18th April 2013 - 8th May 2013

Reliability:

1 (reliable without restriction)

Rationale for reliability incl. deficiencies:

guideline study

Data source

Materials and methods

Test guidelineopen allclose all

GLP compliance:

yes (incl. QA statement)

Test type:

standard acute method

Test material

Test animals

Species:

rat

Strain:

other: Hsd (SD)

Sex:

male/female

Details on test animals or test system and environmental conditions:

TEST ANIMALS
- Source: reputable commercial supplier
- Age at study initiation: 8-12 weeks
- Weight at study initiation: 305-317g (males), 190-216g (females)
- Housing: The cages were solid bottomed polycarbonate cages with a stainless steel mesh lid. Each cage contained a quantity of autoclaved wood flake bedding.
- Diet: Standard rodent diet (Rat and Mouse No. 1 Maintenance Diet)
- Water: ad libitum
- Acclimation period: 6 days

ENVIRONMENTAL CONDITIONS
- Temperature (°C): 19-23
- Humidity (%): 40-70
- Photoperiod (hrs dark / hrs light): 12h dark/12h light

IN-LIFE DATES: From: To: 18 April - 08 May 2013

Administration / exposure

Type of coverage:

occlusive

Vehicle:

other: 1% w/v aqueous methyl cellulose

Details on dermal exposure:

TEST SITE
- Area of exposure: dorso-lumbar region
- % coverage: 10%
- Type of wrap if used: porous gauze held in place with a non-irritating dressing, and further covered by a waterproof dressing encircled firmly around the trunk of the animal

REMOVAL OF TEST SUBSTANCE
- Washing (if done): warm water (30 - 40°C)
- Time after start of exposure: 24h

TEST MATERIAL
- Amount(s) applied (volume or weight with unit): 2000 mg/kg bwt
- Concentration (if solution): 500 mg/mL
- Constant volume or concentration used: yes
- For solids, paste formed: yes/no

VEHICLE
- Amount(s) applied (volume or weight with unit): 4.0 mL/kg bwt
- Concentration (if solution):1% w/v
- Lot/batch no. (if required): N/a
- Purity:99.9%

Duration of exposure:

24 hours

Doses:

1 dose

No. of animals per sex per dose:

5 males/5 females per dose

Control animals:

no

Details on study design:

- Duration of observation period following administration: 14 days
- Frequency of observations and weighing: twice daily observations and weighed on days 1 (prior to dosing), 8 and 15
- Necropsy of survivors performed: yes
- Other examinations performed: macroscopic examination

Results and discussion

Mortality:

No deaths during the study

Clinical signs:

other: No systemic response to treatment in any animal.

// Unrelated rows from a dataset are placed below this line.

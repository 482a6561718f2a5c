// MIT License - Copyright (c) 2026 The envisalink-bridge developers
// Envisalink bridge

use std::collections::BTreeMap;
use std::time::Duration;

use crate::error::{BridgeError, Result};

/// Highest zone number the TPI can report.
pub const MAX_ZONES: u32 = 128;
/// Highest partition number the TPI can report.
pub const MAX_PARTITIONS: u32 = 16;
/// Highest alarm user number used by CID events.
pub const MAX_ALARM_USERS: u32 = 47;

/// Configuration for the panel connection and its session timers.
///
/// Populated by the binary from the TOML file; the library only consumes
/// already-typed values.
#[derive(Debug, Clone)]
pub struct PanelConfig {
    /// Envisalink host name or IP
    pub host: String,
    /// TPI port (default: 4025)
    pub port: u16,
    /// TPI password, sent in reply to the login prompt
    pub password: String,
    /// Interval between `00` poll commands; zero disables polling
    pub poll_interval: Duration,
    /// Interval between zone timer dump requests
    pub zone_dump_interval: Duration,
    /// Minimum spacing between applied keypad updates
    pub keypad_update_interval: Duration,
    /// How long a command may stay unanswered before the link is reset
    pub command_timeout: Duration,
    /// How long the panel may go without a keypad update before the link is reset
    pub keypad_event_timeout: Duration,
    /// Zone names by zone number (1-128). Unnamed zones are not tracked.
    pub zone_names: BTreeMap<u32, String>,
    /// Partition names by partition number (1-16). Unnamed partitions are not tracked.
    pub partition_names: BTreeMap<u32, String>,
    /// Alarm user names by user number (1-47), used when logging CID events
    pub user_names: BTreeMap<u32, String>,
    /// Reconnection backoff policy
    pub backoff: BackoffConfig,
    /// Upper bound on a single TCP connect attempt
    pub connect_timeout: Duration,
}

impl Default for PanelConfig {
    fn default() -> Self {
        Self {
            host: "envisalink".to_string(),
            port: 4025,
            password: "user".to_string(),
            poll_interval: Duration::ZERO,
            zone_dump_interval: Duration::from_secs(60),
            keypad_update_interval: Duration::from_secs(60),
            command_timeout: Duration::from_secs(30),
            keypad_event_timeout: Duration::from_secs(45),
            zone_names: BTreeMap::new(),
            partition_names: BTreeMap::new(),
            user_names: BTreeMap::new(),
            backoff: BackoffConfig::default(),
            connect_timeout: Duration::from_secs(30),
        }
    }
}

impl PanelConfig {
    /// Create a new config builder starting from defaults.
    pub fn builder() -> PanelConfigBuilder {
        PanelConfigBuilder::default()
    }

    /// Address suitable for `TcpStream::connect`.
    pub fn address(&self) -> String {
        format!("{}:{}", self.host, self.port)
    }

    pub fn zone_name(&self, zone: u32) -> Option<&str> {
        self.zone_names.get(&zone).map(String::as_str)
    }

    pub fn partition_name(&self, partition: u32) -> Option<&str> {
        self.partition_names.get(&partition).map(String::as_str)
    }

    pub fn user_name(&self, user: u32) -> Option<&str> {
        self.user_names.get(&user).map(String::as_str)
    }

    /// Reject name tables with ids the panel can never report.
    pub fn validate(&self) -> Result<()> {
        check_ids("zone", &self.zone_names, MAX_ZONES)?;
        check_ids("partition", &self.partition_names, MAX_PARTITIONS)?;
        check_ids("user", &self.user_names, MAX_ALARM_USERS)?;
        if self.backoff.factor < 1.0 {
            return Err(BridgeError::InvalidConfig {
                details: format!("backoff factor must be >= 1, got {}", self.backoff.factor),
            });
        }
        Ok(())
    }
}

fn check_ids(kind: &str, names: &BTreeMap<u32, String>, max: u32) -> Result<()> {
    match names.keys().find(|id| **id == 0 || **id > max) {
        Some(id) => Err(BridgeError::InvalidConfig {
            details: format!("{kind} id {id} out of range 1-{max}"),
        }),
        None => Ok(()),
    }
}

/// Exponential reconnect delay policy.
#[derive(Debug, Clone, Copy, PartialEq)]
pub struct BackoffConfig {
    /// Delay after the first failed attempt
    pub initial_delay: Duration,
    /// Growth factor per consecutive failure
    pub factor: f64,
    /// Ceiling for the delay
    pub max_delay: Duration,
}

impl Default for BackoffConfig {
    fn default() -> Self {
        Self {
            initial_delay: Duration::from_secs(1),
            factor: std::f64::consts::E,
            max_delay: Duration::from_secs(3600),
        }
    }
}

/// Builder for PanelConfig.
#[derive(Debug, Clone, Default)]
pub struct PanelConfigBuilder {
    config: PanelConfig,
}

impl PanelConfigBuilder {
    pub fn host(mut self, host: impl Into<String>) -> Self {
        self.config.host = host.into();
        self
    }

    pub fn port(mut self, port: u16) -> Self {
        self.config.port = port;
        self
    }

    pub fn password(mut self, password: impl Into<String>) -> Self {
        self.config.password = password.into();
        self
    }

    pub fn poll_interval(mut self, interval: Duration) -> Self {
        self.config.poll_interval = interval;
        self
    }

    pub fn zone_dump_interval(mut self, interval: Duration) -> Self {
        self.config.zone_dump_interval = interval;
        self
    }

    pub fn keypad_update_interval(mut self, interval: Duration) -> Self {
        self.config.keypad_update_interval = interval;
        self
    }

    pub fn command_timeout(mut self, timeout: Duration) -> Self {
        self.config.command_timeout = timeout;
        self
    }

    pub fn keypad_event_timeout(mut self, timeout: Duration) -> Self {
        self.config.keypad_event_timeout = timeout;
        self
    }

    pub fn zone_name(mut self, zone: u32, name: impl Into<String>) -> Self {
        self.config.zone_names.insert(zone, name.into());
        self
    }

    pub fn zone_names(mut self, names: BTreeMap<u32, String>) -> Self {
        self.config.zone_names = names;
        self
    }

    pub fn partition_name(mut self, partition: u32, name: impl Into<String>) -> Self {
        self.config.partition_names.insert(partition, name.into());
        self
    }

    pub fn partition_names(mut self, names: BTreeMap<u32, String>) -> Self {
        self.config.partition_names = names;
        self
    }

    pub fn user_names(mut self, names: BTreeMap<u32, String>) -> Self {
        self.config.user_names = names;
        self
    }

    pub fn backoff(mut self, backoff: BackoffConfig) -> Self {
        self.config.backoff = backoff;
        self
    }

    pub fn connect_timeout(mut self, timeout: Duration) -> Self {
        self.config.connect_timeout = timeout;
        self
    }

    pub fn build(self) -> PanelConfig {
        self.config
    }
}

/// Configuration for the outbound notification endpoint.
#[derive(Debug, Clone)]
pub struct NotifyConfig {
    /// Base URL, e.g. `https://graph.api.smartthings.com/api/smartapps/installations`
    pub base_url: String,
    /// App id appended to the base URL
    pub app_id: String,
    /// Access token sent as the `access_token` query parameter
    pub access_token: String,
    /// Per-request HTTP timeout
    pub api_timeout: Duration,
    /// Maximum queued notifications before the oldest is dropped
    pub queue_size: usize,
    /// Identical payloads sent within this window are suppressed
    pub repeat_update_interval: Duration,
}

impl Default for NotifyConfig {
    fn default() -> Self {
        Self {
            base_url: "not_provided".to_string(),
            app_id: "not_provided".to_string(),
            access_token: "not_provided".to_string(),
            api_timeout: Duration::from_secs(10),
            queue_size: 100,
            repeat_update_interval: Duration::from_secs(55),
        }
    }
}

impl NotifyConfig {
    pub fn validate(&self) -> Result<()> {
        if self.queue_size == 0 {
            return Err(BridgeError::InvalidConfig {
                details: "queue_size must be at least 1".to_string(),
            });
        }
        Ok(())
    }

    /// `{base_url}/{app_id}`, the prefix every delivery path is appended to.
    pub fn url_base(&self) -> String {
        format!(
            "{}/{}",
            self.base_url.trim_end_matches('/'),
            self.app_id.trim_matches('/')
        )
    }
}
// MIT License - Copyright (c) 2026 The envisalink-bridge developers
// Envisalink bridge

//! Outbound notifications to the webhook endpoint.
//!
//! Producers serialize a payload and push it onto a bounded queue; a single
//! background worker delivers it. A slow endpoint therefore never stalls the
//! panel connection.

pub mod dedup;
pub mod queue;
pub mod worker;

use std::sync::Arc;
use std::sync::atomic::{AtomicBool, Ordering};

use serde::Serialize;
use tokio::task::JoinHandle;
use tracing::{debug, error, info, warn};

use crate::config::NotifyConfig;
use crate::error::Result;
use crate::state::AlarmState;

pub use dedup::DedupCache;
pub use queue::{DispatchQueue, PushOutcome, QueueItem};
pub use worker::{Delivery, DeliveryWorker};

/// Path for full alarm state snapshots.
pub const UPDATE_PATH: &str = "update";
/// Path for connection error reports.
pub const PANEL_PATH: &str = "panel";

/// Receiver of state snapshots and error reports from the panel session.
pub trait Notifier: Send + Sync {
    fn send_update(&self, state: &AlarmState);
    fn send_error(&self, message: &str);
}

#[derive(Debug, Serialize)]
struct ErrorNotice<'a> {
    status: &'a str,
    message: String,
}

/// Handle used to enqueue notifications and stop the worker.
#[derive(Debug, Clone)]
pub struct Dispatcher {
    queue: Arc<DispatchQueue>,
    exit: Arc<AtomicBool>,
}

impl Dispatcher {
    /// Build a dispatcher and its (not yet running) worker.
    pub fn new(config: &NotifyConfig) -> Result<(Self, DeliveryWorker)> {
        config.validate()?;
        let client = reqwest::Client::builder()
            .timeout(config.api_timeout)
            .build()?;
        let queue = Arc::new(DispatchQueue::new(config.queue_size));
        let exit = Arc::new(AtomicBool::new(false));

        let worker = DeliveryWorker::new(
            client,
            config.url_base(),
            config.access_token.clone(),
            config.repeat_update_interval,
            queue.clone(),
            exit.clone(),
        );
        Ok((Self { queue, exit }, worker))
    }

    /// Build a dispatcher and spawn its worker on the runtime.
    pub fn spawn(config: &NotifyConfig) -> Result<(Self, JoinHandle<()>)> {
        let (dispatcher, worker) = Self::new(config)?;
        let handle = tokio::spawn(worker.run());
        info!(
            "Notification dispatcher started (queue size {})",
            config.queue_size
        );
        Ok((dispatcher, handle))
    }

    /// Serialize `payload` now and queue it for `path`.
    pub fn enqueue<T: Serialize + ?Sized>(&self, path: &str, payload: &T) -> Result<()> {
        let body = serde_json::to_string(payload)?;
        match self.queue.push(QueueItem::new(path, body)) {
            PushOutcome::Queued | PushOutcome::DroppedOldest(_) => {
                debug!("Queued {} notification", path);
            }
            PushOutcome::Rejected(_) => {
                warn!("Notification queue has no capacity, dropped {} notification", path);
            }
        }
        Ok(())
    }

    /// Ask the worker to stop. Does not wait for the queue to drain.
    pub fn shutdown(&self) {
        debug!("Stopping notification worker");
        self.exit.store(true, Ordering::Release);
        self.queue.push(QueueItem::wake());
    }

    pub fn queue(&self) -> &Arc<DispatchQueue> {
        &self.queue
    }
}

impl Notifier for Dispatcher {
    fn send_update(&self, state: &AlarmState) {
        if let Err(e) = self.enqueue(UPDATE_PATH, state) {
            error!("Failed to queue state update: {}", e);
        }
    }

    fn send_error(&self, message: &str) {
        let notice = ErrorNotice {
            status: "ERROR",
            message: format!("Envisalink became unresponsive: {}", message),
        };
        if let Err(e) = self.enqueue(PANEL_PATH, &notice) {
            error!("Failed to queue error notice: {}", e);
        }
    }
}

#[cfg(test)]
mod tests {
    use super::*;
    use std::time::Duration;

    fn dispatcher(queue_size: usize) -> Dispatcher {
        let config = NotifyConfig {
            queue_size,
            ..NotifyConfig::default()
        };
        let (dispatcher, _worker) = Dispatcher::new(&config).unwrap();
        dispatcher
    }

    #[tokio::test]
    async fn test_error_notice_payload() {
        let dispatcher = dispatcher(10);
        dispatcher.send_error("No recent keypad updates");

        let item = dispatcher
            .queue()
            .pop_timeout(Duration::from_millis(10))
            .await
            .unwrap();
        assert_eq!(item.path, "panel");
        let body: serde_json::Value = serde_json::from_str(&item.payload).unwrap();
        assert_eq!(body["status"], "ERROR");
        assert_eq!(
            body["message"],
            "Envisalink became unresponsive: No recent keypad updates"
        );
    }

    #[tokio::test]
    async fn test_update_payload_is_snapshot() {
        let dispatcher = dispatcher(10);
        let mut state = AlarmState::default();
        dispatcher.send_update(&state);
        state.zone.insert(1, crate::state::ZoneState::new(1, "Front Door"));

        let item = dispatcher
            .queue()
            .pop_timeout(Duration::from_millis(10))
            .await
            .unwrap();
        assert_eq!(item.path, "update");
        assert_eq!(item.payload, r#"{"zone":{},"partition":{}}"#);
    }

    #[test]
    fn test_queue_never_exceeds_capacity() {
        let dispatcher = dispatcher(3);
        for i in 0..10 {
            dispatcher.enqueue("update", &i).unwrap();
        }
        assert_eq!(dispatcher.queue().len(), 3);
    }

    #[test]
    fn test_zero_queue_size_is_rejected() {
        let config = NotifyConfig {
            queue_size: 0,
            ..NotifyConfig::default()
        };
        assert!(matches!(
            Dispatcher::new(&config),
            Err(crate::error::BridgeError::InvalidConfig { .. })
        ));
    }

    #[tokio::test]
    async fn test_shutdown_stops_worker() {
        let (dispatcher, handle) = Dispatcher::spawn(&NotifyConfig::default()).unwrap();
        dispatcher.shutdown();
        tokio::time::timeout(Duration::from_secs(5), handle)
            .await
            .unwrap()
            .unwrap();
    }
}
// MIT License - Copyright (c) 2026 The envisalink-bridge developers
// Envisalink bridge

//! Pure decoders for TPI event payloads.
//!
//! Nothing here touches state; the session decides what to apply.

use crate::constants::{beep_description, CidQualifier, PartitionStatus, EVENT_MARKER};
use crate::error::DecodeError;
use crate::state::{PartitionFlags, ZoneStatus};

/// Zones carried by a `%01` zone state change bitmap.
pub const BITMAP_ZONES: u32 = 64;
/// Partitions carried by a `%02` partition state change.
pub const STATUS_PARTITIONS: u32 = 8;
/// Seconds per tick of the zone timer down-counter.
const ZONE_TIMER_TICK_SECS: i64 = 5;

/// Decoded `%00` virtual keypad update.
#[derive(Debug, Clone, PartialEq, Eq)]
pub struct KeypadUpdate {
    pub partition: u32,
    pub flags: PartitionFlags,
    /// Zone number when the alpha text reports a fault, user number otherwise
    pub user_or_zone: String,
    /// Beep code resolved to its description
    pub beep: &'static str,
    pub alpha: String,
}

impl KeypadUpdate {
    /// Zone the keypad is reporting a fault on, if any.
    ///
    /// Only meaningful while the partition is not ready.
    pub fn fault_zone(&self) -> Option<u32> {
        if !self.alpha.starts_with("FAULT") || self.flags.contains(PartitionFlags::READY) {
            return None;
        }
        self.user_or_zone.trim().parse().ok()
    }
}

/// Decode `partition,flags,user_or_zone,beep,alpha`.
pub fn decode_keypad_update(data: &str) -> Result<KeypadUpdate, DecodeError> {
    if data.contains(EVENT_MARKER) {
        return Err(DecodeError::EmbeddedMarker);
    }
    let fields: Vec<&str> = data.split(',').collect();
    if fields.len() != 5 {
        return Err(DecodeError::FieldCount {
            expected: 5,
            actual: fields.len(),
        });
    }

    let partition = fields[0]
        .trim()
        .parse::<u32>()
        .map_err(|_| DecodeError::InvalidNumber {
            field: "partition",
            value: fields[0].to_string(),
        })?;
    let bits = u16::from_str_radix(fields[1].trim(), 16).map_err(|_| DecodeError::InvalidHex {
        field: "keypad flags",
        value: fields[1].to_string(),
    })?;

    Ok(KeypadUpdate {
        partition,
        flags: PartitionFlags::from_bits_truncate(bits),
        user_or_zone: fields[2].to_string(),
        beep: beep_description(fields[3]),
        alpha: fields[4].to_string(),
    })
}

/// Decode a `%01` zone bitmap into `(zone, status)` for zones 1-64.
///
/// The payload is a little-endian 64-bit word as 16 hex characters; after the
/// byte swap, zone N is bit `64 - N` of the 64-character binary rendering,
/// i.e. bit `N - 1` counting from the least significant end.
pub fn decode_zone_bitmap(data: &str) -> Result<Vec<(u32, ZoneStatus)>, DecodeError> {
    let hex = data.get(..16).ok_or(DecodeError::TooShort {
        expected: 16,
        actual: data.len(),
    })?;
    let bytes = hex_chunks(hex, 2, "zone bitmap")?;
    let big_endian: String = bytes.iter().rev().map(String::as_str).collect();
    let word = u64::from_str_radix(&big_endian, 16).map_err(|_| DecodeError::InvalidHex {
        field: "zone bitmap",
        value: data.to_string(),
    })?;

    Ok((1..=BITMAP_ZONES)
        .map(|zone| {
            let status = if word >> (zone - 1) & 1 == 1 {
                ZoneStatus::Open
            } else {
                ZoneStatus::Closed
            };
            (zone, status)
        })
        .collect())
}

/// One partition's entry from a `%02` partition state change.
#[derive(Debug, Clone, PartialEq, Eq)]
pub struct PartitionStatusEntry {
    pub partition: u32,
    pub code: String,
    /// `None` when the code is not in the status table
    pub status: Option<PartitionStatus>,
}

/// Decode a `%02` payload: eight two-character status codes for partitions 1-8.
pub fn decode_partition_status(data: &str) -> Result<Vec<PartitionStatusEntry>, DecodeError> {
    let expected = STATUS_PARTITIONS as usize * 2;
    let chars: Vec<char> = data.chars().collect();
    if chars.len() < expected {
        return Err(DecodeError::TooShort {
            expected,
            actual: chars.len(),
        });
    }

    Ok(chars[..expected]
        .chunks(2)
        .zip(1..)
        .map(|(pair, partition)| {
            let code: String = pair.iter().collect();
            let status = PartitionStatus::from_code(&code);
            PartitionStatusEntry {
                partition,
                code,
                status,
            }
        })
        .collect())
}

/// One zone's entry from a `%FF` zone timer dump.
#[derive(Debug, Clone, PartialEq, Eq)]
pub struct ZoneDumpEntry {
    pub zone: u32,
    pub status: ZoneStatus,
    pub closed_seconds: i64,
    pub message: String,
}

/// Decode a `%FF` zone timer dump.
///
/// Each zone is a 4-hex-character little-endian counter that ticks down every
/// five seconds from 0xFFFF once the zone closes. 0xFFFF means open and 0x0000
/// means the counter ran out. A trailing partial chunk is ignored.
pub fn decode_zone_dump(data: &str) -> Result<Vec<ZoneDumpEntry>, DecodeError> {
    let usable = data.len() - data.len() % 4;
    let chunks = hex_chunks(
        data.get(..usable).ok_or(DecodeError::InvalidHex {
            field: "zone dump",
            value: data.to_string(),
        })?,
        4,
        "zone dump",
    )?;

    chunks
        .iter()
        .zip(1..)
        .map(|(chunk, zone)| {
            let swapped = format!("{}{}", &chunk[2..4], &chunk[0..2]);
            let value = u16::from_str_radix(&swapped, 16).map_err(|_| DecodeError::InvalidHex {
                field: "zone dump",
                value: chunk.clone(),
            })?;
            Ok(zone_dump_entry(zone, value))
        })
        .collect()
}

fn zone_dump_entry(zone: u32, value: u16) -> ZoneDumpEntry {
    let closed_seconds = (65536 - i64::from(value)) * ZONE_TIMER_TICK_SECS;
    match value {
        0xFFFF => ZoneDumpEntry {
            zone,
            status: ZoneStatus::Open,
            closed_seconds: 0,
            message: "Currently Open".to_string(),
        },
        0x0000 => ZoneDumpEntry {
            zone,
            status: ZoneStatus::Closed,
            closed_seconds,
            message: "Last Closed longer ago than I can remember".to_string(),
        },
        _ => ZoneDumpEntry {
            zone,
            status: ZoneStatus::Closed,
            closed_seconds,
            message: format!("Last Closed {} ago", human_time_ago(closed_seconds)),
        },
    }
}

/// Decoded `%03` realtime Contact-ID event.
#[derive(Debug, Clone, Copy, PartialEq, Eq)]
pub struct CidEvent {
    pub qualifier: Option<CidQualifier>,
    pub code: u16,
    pub partition: u32,
    /// Zone or user number, depending on the event code
    pub zone_or_user: u32,
}

/// Decode `QEEEPPZZZ`: qualifier, event code, partition, zone or user.
pub fn decode_cid_event(data: &str) -> Result<CidEvent, DecodeError> {
    let field = |range: std::ops::Range<usize>, name: &'static str| -> Result<u32, DecodeError> {
        let text = data.get(range).ok_or(DecodeError::TooShort {
            expected: 9,
            actual: data.len(),
        })?;
        text.parse().map_err(|_| DecodeError::InvalidNumber {
            field: name,
            value: text.to_string(),
        })
    };

    let qualifier = field(0..1, "cid qualifier")?;
    let code = field(1..4, "cid event")?;
    let partition = field(4..6, "cid partition")?;
    let zone_or_user = field(6..9, "cid zone or user")?;

    Ok(CidEvent {
        qualifier: u8::try_from(qualifier).ok().and_then(CidQualifier::from_digit),
        code: code as u16,
        partition,
        zone_or_user,
    })
}

/// Render a duration in seconds as up to three non-zero units, largest
/// first, e.g. `1 day, 2 hours, 5 seconds`.
pub fn human_time_ago(seconds: i64) -> String {
    let seconds = seconds.unsigned_abs();
    let days = seconds / 86_400;
    let in_day = seconds % 86_400;
    let units = [
        ("year", days / 365),
        ("day", days % 365),
        ("hour", in_day / 3600),
        ("minute", in_day / 60 % 60),
        ("second", in_day % 60),
    ];

    units
        .iter()
        .filter(|(_, n)| *n != 0)
        .take(3)
        .map(|(unit, n)| {
            let plural = if *n == 1 { "" } else { "s" };
            format!("{n} {unit}{plural}")
        })
        .collect::<Vec<_>>()
        .join(", ")
}

/// Split an ASCII hex string into fixed-width chunks.
fn hex_chunks(data: &str, width: usize, field: &'static str) -> Result<Vec<String>, DecodeError> {
    if !data.bytes().all(|b| b.is_ascii_hexdigit()) {
        return Err(DecodeError::InvalidHex {
            field,
            value: data.to_string(),
        });
    }
    Ok(data
        .as_bytes()
        .chunks(width)
        .map(|chunk| String::from_utf8_lossy(chunk).into_owned())
        .collect())
}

Very slight erythema was seen in one female on Day 2 to 5, resolving by Day 6. No dermal reactions were observed in any other animal during the study.

Gross pathology:

No abnormalities were noted in any animal at the macroscopic examination at study termination on Day 15.

Applicant's summary and conclusion

Conclusions:

The acute median lethal dermal dose (LD50) to rats of T-1620L was demonstrated to be greater than 2000 mg/kg bodyweight.